+++ PROVIDED INFORMATION +++

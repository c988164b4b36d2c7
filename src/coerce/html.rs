//! Module for decoding HTML character references in text values.

/// Longest entity body considered; anything longer is treated as a
/// literal ampersand followed by ordinary text
const MAX_ENTITY_LEN: usize = 24;

/// Decode named and numeric HTML character references.
///
/// Unknown references and malformed candidates pass through verbatim.
#[must_use]
pub fn decode_entities(input: &str) -> String {
    if !input.contains('&') {
        return input.to_string();
    }

    let mut out = String::with_capacity(input.len());
    let mut rest = input;
    while let Some(amp) = rest.find('&') {
        out.push_str(&rest[..amp]);
        let tail = &rest[amp + 1..];
        let candidate = tail
            .find(';')
            .filter(|&end| end > 0 && end <= MAX_ENTITY_LEN);
        match candidate {
            Some(end) => {
                let body = &tail[..end];
                if let Some(decoded) = decode_reference(body) {
                    out.push(decoded);
                    rest = &tail[end + 1..];
                } else {
                    out.push('&');
                    rest = tail;
                }
            }
            None => {
                out.push('&');
                rest = tail;
            }
        }
    }
    out.push_str(rest);
    out
}

fn decode_reference(body: &str) -> Option<char> {
    if let Some(hex) = body.strip_prefix("#x").or_else(|| body.strip_prefix("#X")) {
        return u32::from_str_radix(hex, 16).ok().and_then(char::from_u32);
    }
    if let Some(decimal) = body.strip_prefix('#') {
        return decimal.parse::<u32>().ok().and_then(char::from_u32);
    }
    named_reference(body)
}

fn named_reference(name: &str) -> Option<char> {
    let decoded = match name {
        "amp" => '&',
        "lt" => '<',
        "gt" => '>',
        "quot" => '"',
        "apos" => '\'',
        "nbsp" => '\u{a0}',
        "copy" => '\u{a9}',
        "reg" => '\u{ae}',
        "trade" => '\u{2122}',
        "deg" => '\u{b0}',
        "middot" => '\u{b7}',
        "plusmn" => '\u{b1}',
        "ndash" => '\u{2013}',
        "mdash" => '\u{2014}',
        "hellip" => '\u{2026}',
        "lsquo" => '\u{2018}',
        "rsquo" => '\u{2019}',
        "ldquo" => '\u{201c}',
        "rdquo" => '\u{201d}',
        "cent" => '\u{a2}',
        "pound" => '\u{a3}',
        "yen" => '\u{a5}',
        "euro" => '\u{20ac}',
        "sect" => '\u{a7}',
        "para" => '\u{b6}',
        "laquo" => '\u{ab}',
        "raquo" => '\u{bb}',
        "times" => '\u{d7}',
        "divide" => '\u{f7}',
        "frac12" => '\u{bd}',
        "frac14" => '\u{bc}',
        _ => return None,
    };
    Some(decoded)
}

+++

What is needed is every line from the beginning of the data up to and including the line with "pub fn decode_entities(input: &str)", given again word for word.

→ TASK RESULT
repository c988164b4b36d2c7
filename src/coerce/html.rs
//! Module for decoding HTML character references in text values.

/// Longest entity body considered; anything longer is treated as a
/// literal ampersand followed by ordinary text
const MAX_ENTITY_LEN: usize = 24;

/// Decode named and numeric HTML character references.
///
/// Unknown references and malformed candidates pass through verbatim.
#[must_use]
pub fn decode_entities(input: &str) -> String {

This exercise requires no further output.